TASK ITEM
Your reply should consist solely of the lines from the start of the material below through the line containing "pub use csv::CsvScheduleWriter;", reproduced exactly.

DATA TO PROCESS
//! `hp-output` — writers for generated schedules.
//!
//! | Backend | Files created                      |
//! |---------|------------------------------------|
//! | CSV     | `schedules.csv`, `people.csv`      |
//!
//! `schedules.csv` is the format read back by
//! `hp_schedule::load_schedules_csv`.  Writers implement [`ScheduleWriter`]
//! and are driven either directly ([`write_population`]) or while the
//! generator runs through [`ScheduleWriterObserver`].
//!
//! # Usage
//!
//! ```rust,ignore
//! use hp_output::{CsvScheduleWriter, ScheduleWriterObserver};
//!
//! let writer = CsvScheduleWriter::new(Path::new("./output"))?;
//! let mut obs = ScheduleWriterObserver::new(writer);
//! generator.run(&mut obs)?;
//! if let Some(e) = obs.take_error() {
//!     eprintln!("output error: {e}");
//! }
//! ```

pub mod csv;
pub mod error;
pub mod observer;
pub mod row;
pub mod writer;


pub use csv::CsvScheduleWriter;
pub use error::{OutputError, OutputResult};
pub use observer::ScheduleWriterObserver;
pub use row::{PersonRow, SlotRow, slot_rows};
pub use writer::{ScheduleWriter, write_population};
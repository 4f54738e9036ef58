//! Sequential playback of a finished schedule.

use hp_core::{TimeUnit, WEEK_LENGTH};

use crate::{Schedule, TimeSlot};

/// Steps through a schedule one time unit at a time, wrapping from the last
/// unit of the week back to 0.
///
/// Downstream contact models advance thousands of cursors in lock-step;
/// `advance` is O(1) amortised where [`Schedule::location_at`] is a binary
/// search.
pub struct ScheduleCursor<'a> {
    schedule: &'a Schedule,
    time:     TimeUnit,
    slot:     usize,
}

impl<'a> ScheduleCursor<'a> {
    /// A cursor positioned at time 0.
    ///
    /// # Panics
    ///
    /// Panics in debug mode if the schedule is empty.
    pub fn new(schedule: &'a Schedule) -> Self {
        debug_assert!(!schedule.is_empty(), "cursor over an empty schedule");
        Self { schedule, time: 0, slot: 0 }
    }

    pub fn time(&self) -> TimeUnit {
        self.time
    }

    /// Jump to time unit `t` (taken modulo the week).
    pub fn seek(&mut self, t: TimeUnit) {
        self.time = t % WEEK_LENGTH;
        let slots = self.schedule.slots();
        self.slot = slots
            .partition_point(|s| s.end_time <= self.time)
            .min(slots.len().saturating_sub(1));
    }

    /// The slot covering the current time.
    pub fn current(&self) -> Option<&'a TimeSlot> {
        self.schedule.slots().get(self.slot)
    }

    /// Move to the next time unit and return the slot covering it.
    pub fn advance(&mut self) -> Option<&'a TimeSlot> {
        self.time += 1;
        if self.time >= WEEK_LENGTH {
            self.time = 0;
            self.slot = 0;
        } else {
            let slots = self.schedule.slots();
            while self.slot + 1 < slots.len() && slots[self.slot].end_time <= self.time {
                self.slot += 1;
            }
        }
        self.current()
    }
}
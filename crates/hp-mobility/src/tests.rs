//! Unit tests for hp-mobility.

use hp_core::{BuildingId, CellPos, ModeTable, Role, SimRng, TransportConfig, TransportMode};
use hp_schedule::{Schedule, ScheduleKind};
use hp_spatial::{BuildingKind, SpatialIndex, SpatialIndexBuilder};

use crate::{TransportChoice, TransportModel, move_to};

// ── Helpers ───────────────────────────────────────────────────────────────────

fn config(public: f64, private: f64, walk: f64) -> TransportConfig {
    TransportConfig {
        probabilities: ModeTable { public, private, walk },
        rates:         ModeTable { public: 2, private: 3, walk: 1 },
        public_radius: 10,
        walk_radius:   3,
    }
}

fn draws(model: &TransportModel, distance: Option<u32>, limit: Option<u32>) -> Vec<TransportMode> {
    let mut rng = SimRng::new(17);
    (0..300).map(|_| model.choose(distance, limit, &mut rng).mode).collect()
}

/// 1×8 strip with a hub in every cell and two homes at the ends.
fn strip() -> (SpatialIndex, BuildingId, BuildingId) {
    let mut b = SpatialIndexBuilder::new(1, 8);
    b.add_hub_everywhere();
    let west = b.add_building(CellPos::new(0, 0), BuildingKind::Home, 0);
    let east = b.add_building(CellPos::new(0, 7), BuildingKind::Home, 0);
    (b.build().unwrap(), west, east)
}

fn choice(mode: TransportMode, rate: u32) -> TransportChoice {
    TransportChoice { mode, rate, travel_time: 0 }
}

// ── Mode choice ───────────────────────────────────────────────────────────────

#[cfg(test)]
mod mode_choice {
    use super::*;

    #[test]
    fn beyond_public_radius_forces_private() {
        let model = TransportModel::new(&config(1.0, 0.0, 1.0));
        assert!(draws(&model, Some(11), None).iter().all(|m| *m == TransportMode::Private));
    }

    #[test]
    fn beyond_walk_radius_never_walks() {
        let model = TransportModel::new(&config(0.0, 0.0, 1.0));
        // Walk weight folds into public, the only remaining option.
        assert!(draws(&model, Some(5), None).iter().all(|m| *m == TransportMode::Public));
    }

    #[test]
    fn within_walk_radius_walks_when_weighted() {
        let model = TransportModel::new(&config(0.0, 0.0, 1.0));
        assert!(draws(&model, Some(2), None).iter().all(|m| *m == TransportMode::Walk));
    }

    #[test]
    fn tight_deadline_forces_private() {
        let model = TransportModel::new(&config(1.0, 0.0, 1.0));
        // 8 cells at public rate 2 → 4 units > 3.
        assert!(draws(&model, Some(8), Some(3)).iter().all(|m| *m == TransportMode::Private));
    }

    #[test]
    fn deadline_rules_out_walking_only() {
        let model = TransportModel::new(&config(0.0, 0.0, 1.0));
        // 3 cells: walking takes 3 units, public 2; the limit is 2.
        assert!(draws(&model, Some(3), Some(2)).iter().all(|m| *m == TransportMode::Public));
    }

    #[test]
    fn unconstrained_draw_uses_all_modes() {
        let model = TransportModel::new(&config(1.0, 1.0, 1.0));
        let modes = draws(&model, None, None);
        for mode in TransportMode::ALL {
            assert!(modes.contains(&mode), "{mode} never drawn");
        }
    }

    #[test]
    fn choice_carries_rate_and_time() {
        let model = TransportModel::new(&config(0.0, 1.0, 0.0));
        let c = model.choose(Some(7), None, &mut SimRng::new(1));
        assert_eq!(c, TransportChoice { mode: TransportMode::Private, rate: 3, travel_time: 3 });
    }
}

// ── Travel time ───────────────────────────────────────────────────────────────

#[cfg(test)]
mod travel_time {
    use super::*;

    #[test]
    fn zero_for_same_cell_and_symmetric() {
        let model = TransportModel::new(&config(1.0, 1.0, 1.0));
        let cells = [CellPos::new(0, 0), CellPos::new(3, 9), CellPos::new(7, 2), CellPos::new(5, 5)];
        for mode in TransportMode::ALL {
            for &a in &cells {
                assert_eq!(model.travel_time(a, a, mode), 0);
                for &b in &cells {
                    assert_eq!(model.travel_time(a, b, mode), model.travel_time(b, a, mode));
                }
            }
        }
    }

    #[test]
    fn rounds_up_per_mode() {
        let model = TransportModel::new(&config(1.0, 1.0, 1.0));
        let (a, b) = (CellPos::new(0, 0), CellPos::new(4, 7));
        assert_eq!(model.travel_time(a, b, TransportMode::Walk), 7);
        assert_eq!(model.travel_time(a, b, TransportMode::Public), 4);
        assert_eq!(model.travel_time(a, b, TransportMode::Private), 3);
    }
}

// ── move_to ───────────────────────────────────────────────────────────────────

#[cfg(test)]
mod route {
    use super::*;

    #[test]
    fn walking_emits_one_slot_per_cell() {
        let (index, west, east) = strip();
        let mut s = Schedule::new(ScheduleKind::UnemployedAdult);
        let t = move_to(&mut s, &index, west, east, Role::Home, 40, &choice(TransportMode::Walk, 1)).unwrap();

        assert_eq!(t, 7);
        assert_eq!(s.len(), 8);
        assert_eq!(s.slots()[0].location, west);
        assert_eq!(s.slots()[0].end_time, 40);
        for (k, slot) in s.slots()[1..].iter().enumerate() {
            assert_eq!(slot.role, Role::TransitWalk);
            assert_eq!(slot.end_time, 41 + k as u32);
            // Hubs were added first, one per column: hub id == column.
            assert_eq!(slot.location, BuildingId(k as u32 + 1));
        }
    }

    #[test]
    fn faster_mode_emits_fewer_slots() {
        let (index, west, east) = strip();
        let mut s = Schedule::new(ScheduleKind::UnemployedAdult);
        let t = move_to(&mut s, &index, west, east, Role::Home, 40, &choice(TransportMode::Private, 3)).unwrap();

        assert_eq!(t, 3);
        assert_eq!(s.end_time(), 43);
        let hubs: Vec<u32> = s.slots()[1..].iter().map(|sl| sl.location.0).collect();
        assert_eq!(hubs, vec![3, 6, 7]);
        assert!(s.slots()[1..].iter().all(|sl| sl.role == Role::TransitPrivate));
    }

    #[test]
    fn same_building_is_noop_beyond_departure_slot() {
        let (index, west, _) = strip();
        let mut s = Schedule::new(ScheduleKind::UnemployedAdult);
        let t = move_to(&mut s, &index, west, west, Role::Home, 10, &choice(TransportMode::Walk, 1)).unwrap();
        assert_eq!(t, 0);
        assert_eq!(s.len(), 1);
    }

    #[test]
    fn missing_hubs_fall_back_to_last_location() {
        let mut b = SpatialIndexBuilder::new(1, 4);
        let a = b.add_building(CellPos::new(0, 0), BuildingKind::Home, 0);
        let hub = b.add_transport_hub(CellPos::new(0, 2));
        let z = b.add_building(CellPos::new(0, 3), BuildingKind::Home, 0);
        let index = b.build().unwrap();

        let mut s = Schedule::new(ScheduleKind::UnemployedAdult);
        move_to(&mut s, &index, a, z, Role::Home, 5, &choice(TransportMode::Walk, 1)).unwrap();
        let locs: Vec<BuildingId> = s.slots().iter().map(|sl| sl.location).collect();
        // Departure at a, step to (0,1) without hub (stays a, transit), hub, then (0,3) without hub.
        assert_eq!(locs, vec![a, a, hub]);
        assert_eq!(s.end_time(), 8);
    }

    #[test]
    fn unknown_building_is_error() {
        let (index, west, _) = strip();
        let mut s = Schedule::new(ScheduleKind::UnemployedAdult);
        let r = move_to(&mut s, &index, west, BuildingId(500), Role::Home, 1, &choice(TransportMode::Walk, 1));
        assert!(r.is_err());
        assert!(s.is_empty());
    }
}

RESULT BELOW
//! `hp-output` — writers for generated schedules.
//!
//! | Backend | Files created                      |
//! |---------|------------------------------------|
//! | CSV     | `schedules.csv`, `people.csv`      |
//!
//! `schedules.csv` is the format read back by
//! `hp_schedule::load_schedules_csv`.  Writers implement [`ScheduleWriter`]
//! and are driven either directly ([`write_population`]) or while the
//! generator runs through [`ScheduleWriterObserver`].
//!
//! # Usage
//!
//! ```rust,ignore
//! use hp_output::{CsvScheduleWriter, ScheduleWriterObserver};
//!
//! let writer = CsvScheduleWriter::new(Path::new("./output"))?;
//! let mut obs = ScheduleWriterObserver::new(writer);
//! generator.run(&mut obs)?;
//! if let Some(e) = obs.take_error() {
//!     eprintln!("output error: {e}");
//! }
//! ```

pub mod csv;
pub mod error;
pub mod observer;
pub mod row;
pub mod writer;


pub use csv::CsvScheduleWriter;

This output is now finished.